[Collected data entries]
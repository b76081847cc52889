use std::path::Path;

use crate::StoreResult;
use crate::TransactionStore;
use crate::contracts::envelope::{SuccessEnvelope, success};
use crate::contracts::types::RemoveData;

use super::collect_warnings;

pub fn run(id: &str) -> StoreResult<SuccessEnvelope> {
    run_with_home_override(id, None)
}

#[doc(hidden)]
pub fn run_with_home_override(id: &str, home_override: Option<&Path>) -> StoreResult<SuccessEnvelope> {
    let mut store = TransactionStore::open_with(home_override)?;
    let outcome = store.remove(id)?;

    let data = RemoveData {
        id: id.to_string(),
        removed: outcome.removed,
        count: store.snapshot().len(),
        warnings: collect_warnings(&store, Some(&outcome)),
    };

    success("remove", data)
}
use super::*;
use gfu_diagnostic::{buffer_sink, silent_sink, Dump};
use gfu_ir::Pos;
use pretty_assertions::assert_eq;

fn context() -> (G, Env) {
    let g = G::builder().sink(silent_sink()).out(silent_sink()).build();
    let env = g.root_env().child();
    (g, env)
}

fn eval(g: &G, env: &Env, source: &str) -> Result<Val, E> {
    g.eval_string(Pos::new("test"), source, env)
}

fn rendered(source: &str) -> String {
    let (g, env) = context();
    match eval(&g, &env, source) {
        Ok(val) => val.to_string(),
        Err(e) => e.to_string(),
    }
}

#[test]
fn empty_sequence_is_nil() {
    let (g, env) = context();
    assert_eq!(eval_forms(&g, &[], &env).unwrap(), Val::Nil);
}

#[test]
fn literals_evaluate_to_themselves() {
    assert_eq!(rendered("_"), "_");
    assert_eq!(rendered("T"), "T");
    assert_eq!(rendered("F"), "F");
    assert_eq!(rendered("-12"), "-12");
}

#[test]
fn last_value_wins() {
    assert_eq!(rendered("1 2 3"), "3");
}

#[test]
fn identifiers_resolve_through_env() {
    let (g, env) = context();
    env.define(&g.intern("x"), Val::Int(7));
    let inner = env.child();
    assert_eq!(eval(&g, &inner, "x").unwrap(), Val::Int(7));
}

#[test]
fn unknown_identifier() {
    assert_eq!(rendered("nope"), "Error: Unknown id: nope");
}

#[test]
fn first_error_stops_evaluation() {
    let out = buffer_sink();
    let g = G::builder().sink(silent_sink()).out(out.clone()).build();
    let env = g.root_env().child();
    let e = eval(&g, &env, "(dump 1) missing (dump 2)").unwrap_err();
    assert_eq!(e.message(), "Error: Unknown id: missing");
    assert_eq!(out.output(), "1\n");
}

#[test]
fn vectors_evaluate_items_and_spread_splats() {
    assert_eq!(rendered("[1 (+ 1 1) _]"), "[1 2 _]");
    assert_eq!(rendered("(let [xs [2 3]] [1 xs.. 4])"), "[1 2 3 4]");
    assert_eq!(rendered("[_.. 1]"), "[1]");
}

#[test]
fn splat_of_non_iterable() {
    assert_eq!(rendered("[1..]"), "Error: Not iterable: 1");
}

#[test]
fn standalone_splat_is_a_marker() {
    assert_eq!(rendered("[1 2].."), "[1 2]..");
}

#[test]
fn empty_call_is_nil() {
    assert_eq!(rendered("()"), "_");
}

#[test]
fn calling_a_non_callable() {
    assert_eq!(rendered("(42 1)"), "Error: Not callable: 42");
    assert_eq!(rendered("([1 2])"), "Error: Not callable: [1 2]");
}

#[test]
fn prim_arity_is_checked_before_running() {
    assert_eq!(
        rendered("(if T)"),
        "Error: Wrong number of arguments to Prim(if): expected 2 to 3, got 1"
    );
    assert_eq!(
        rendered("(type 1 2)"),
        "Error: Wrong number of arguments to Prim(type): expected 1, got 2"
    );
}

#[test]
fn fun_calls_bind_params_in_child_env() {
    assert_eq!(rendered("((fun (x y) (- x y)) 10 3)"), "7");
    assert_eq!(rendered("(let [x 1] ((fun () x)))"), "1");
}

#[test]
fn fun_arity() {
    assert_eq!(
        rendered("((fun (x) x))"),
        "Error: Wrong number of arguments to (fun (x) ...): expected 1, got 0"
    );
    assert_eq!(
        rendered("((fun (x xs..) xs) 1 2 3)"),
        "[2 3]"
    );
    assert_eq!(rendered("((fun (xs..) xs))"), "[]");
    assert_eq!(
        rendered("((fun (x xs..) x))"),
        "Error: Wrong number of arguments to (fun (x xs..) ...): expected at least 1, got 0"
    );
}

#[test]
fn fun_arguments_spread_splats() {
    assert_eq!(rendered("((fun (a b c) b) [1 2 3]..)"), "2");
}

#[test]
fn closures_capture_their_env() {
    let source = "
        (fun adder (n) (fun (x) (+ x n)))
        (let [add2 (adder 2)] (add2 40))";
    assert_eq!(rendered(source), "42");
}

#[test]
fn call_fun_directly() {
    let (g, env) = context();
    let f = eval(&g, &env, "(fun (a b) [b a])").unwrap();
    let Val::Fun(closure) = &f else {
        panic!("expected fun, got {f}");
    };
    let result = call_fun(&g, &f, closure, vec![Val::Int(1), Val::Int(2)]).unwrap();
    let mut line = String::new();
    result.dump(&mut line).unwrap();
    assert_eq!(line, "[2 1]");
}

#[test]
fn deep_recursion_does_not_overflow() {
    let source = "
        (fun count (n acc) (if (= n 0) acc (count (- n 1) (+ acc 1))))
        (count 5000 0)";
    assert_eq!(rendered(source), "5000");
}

▶ _Exercise brief_: Having read the entries, output all of them verbatim.

▶ _Result_:
repository b76081847cc52889
use std::path::Path;

use crate::StoreResult;
use crate::TransactionStore;
use crate::contracts::envelope::{SuccessEnvelope, success};
use crate::contracts::types::RemoveData;

use super::collect_warnings;

pub fn run(id: &str) -> StoreResult<SuccessEnvelope> {
    run_with_home_override(id, None)
}

#[doc(hidden)]
pub fn run_with_home_override(id: &str, home_override: Option<&Path>) -> StoreResult<SuccessEnvelope> {
    let mut store = TransactionStore::open_with(home_override)?;
    let outcome = store.remove(id)?;

    let data = RemoveData {
        id: id.to_string(),
        removed: outcome.removed,
        count: store.snapshot().len(),
        warnings: collect_warnings(&store, Some(&outcome)),
    };

    success("remove", data)
}
use super::*;
use gfu_diagnostic::{buffer_sink, silent_sink, Dump};
use gfu_ir::Pos;
use pretty_assertions::assert_eq;

fn context() -> (G, Env) {
    let g = G::builder().sink(silent_sink()).out(silent_sink()).build();
    let env = g.root_env().child();
    (g, env)
}

fn eval(g: &G, env: &Env, source: &str) -> Result<Val, E> {
    g.eval_string(Pos::new("test"), source, env)
}

fn rendered(source: &str) -> String {
    let (g, env) = context();
    match eval(&g, &env, source) {
        Ok(val) => val.to_string(),
        Err(e) => e.to_string(),
    }
}

#[test]
fn empty_sequence_is_nil() {
    let (g, env) = context();
    assert_eq!(eval_forms(&g, &[], &env).unwrap(), Val::Nil);
}

#[test]
fn literals_evaluate_to_themselves() {
    assert_eq!(rendered("_"), "_");
    assert_eq!(rendered("T"), "T");
    assert_eq!(rendered("F"), "F");
    assert_eq!(rendered("-12"), "-12");
}

#[test]
fn last_value_wins() {
    assert_eq!(rendered("1 2 3"), "3");
}

#[test]
fn identifiers_resolve_through_env() {
    let (g, env) = context();
    env.define(&g.intern("x"), Val::Int(7));
    let inner = env.child();
    assert_eq!(eval(&g, &inner, "x").unwrap(), Val::Int(7));
}

#[test]
fn unknown_identifier() {
    assert_eq!(rendered("nope"), "Error: Unknown id: nope");
}

#[test]
fn first_error_stops_evaluation() {
    let out = buffer_sink();
    let g = G::builder().sink(silent_sink()).out(out.clone()).build();
    let env = g.root_env().child();
    let e = eval(&g, &env, "(dump 1) missing (dump 2)").unwrap_err();
    assert_eq!(e.message(), "Error: Unknown id: missing");
    assert_eq!(out.output(), "1\n");
}

#[test]
fn vectors_evaluate_items_and_spread_splats() {
    assert_eq!(rendered("[1 (+ 1 1) _]"), "[1 2 _]");
    assert_eq!(rendered("(let [xs [2 3]] [1 xs.. 4])"), "[1 2 3 4]");
    assert_eq!(rendered("[_.. 1]"), "[1]");
}

#[test]
fn splat_of_non_iterable() {
    assert_eq!(rendered("[1..]"), "Error: Not iterable: 1");
}

#[test]
fn standalone_splat_is_a_marker() {
    assert_eq!(rendered("[1 2].."), "[1 2]..");
}

#[test]
fn empty_call_is_nil() {
    assert_eq!(rendered("()"), "_");
}

#[test]
fn calling_a_non_callable() {
    assert_eq!(rendered("(42 1)"), "Error: Not callable: 42");
    assert_eq!(rendered("([1 2])"), "Error: Not callable: [1 2]");
}

#[test]
fn prim_arity_is_checked_before_running() {
    assert_eq!(
        rendered("(if T)"),
        "Error: Wrong number of arguments to Prim(if): expected 2 to 3, got 1"
    );
    assert_eq!(
        rendered("(type 1 2)"),
        "Error: Wrong number of arguments to Prim(type): expected 1, got 2"
    );
}

#[test]
fn fun_calls_bind_params_in_child_env() {
    assert_eq!(rendered("((fun (x y) (- x y)) 10 3)"), "7");
    assert_eq!(rendered("(let [x 1] ((fun () x)))"), "1");
}

#[test]
fn fun_arity() {
    assert_eq!(
        rendered("((fun (x) x))"),
        "Error: Wrong number of arguments to (fun (x) ...): expected 1, got 0"
    );
    assert_eq!(
        rendered("((fun (x xs..) xs) 1 2 3)"),
        "[2 3]"
    );
    assert_eq!(rendered("((fun (xs..) xs))"), "[]");
    assert_eq!(
        rendered("((fun (x xs..) x))"),
        "Error: Wrong number of arguments to (fun (x xs..) ...): expected at least 1, got 0"
    );
}

#[test]
fn fun_arguments_spread_splats() {
    assert_eq!(rendered("((fun (a b c) b) [1 2 3]..)"), "2");
}

#[test]
fn closures_capture_their_env() {
    let source = "
        (fun adder (n) (fun (x) (+ x n)))
        (let [add2 (adder 2)] (add2 40))";
    assert_eq!(rendered(source), "42");
}

#[test]
fn call_fun_directly() {
    let (g, env) = context();
    let f = eval(&g, &env, "(fun (a b) [b a])").unwrap();
    let Val::Fun(closure) = &f else {
        panic!("expected fun, got {f}");
    };
    let result = call_fun(&g, &f, closure, vec![Val::Int(1), Val::Int(2)]).unwrap();
    let mut line = String::new();
    result.dump(&mut line).unwrap();
    assert_eq!(line, "[2 1]");
}

#[test]
fn deep_recursion_does_not_overflow() {
    let source = "
        (fun count (n acc) (if (= n 0) acc (count (- n 1) (+ acc 1))))
        (count 5000 0)";
    assert_eq!(rendered(source), "5000");
}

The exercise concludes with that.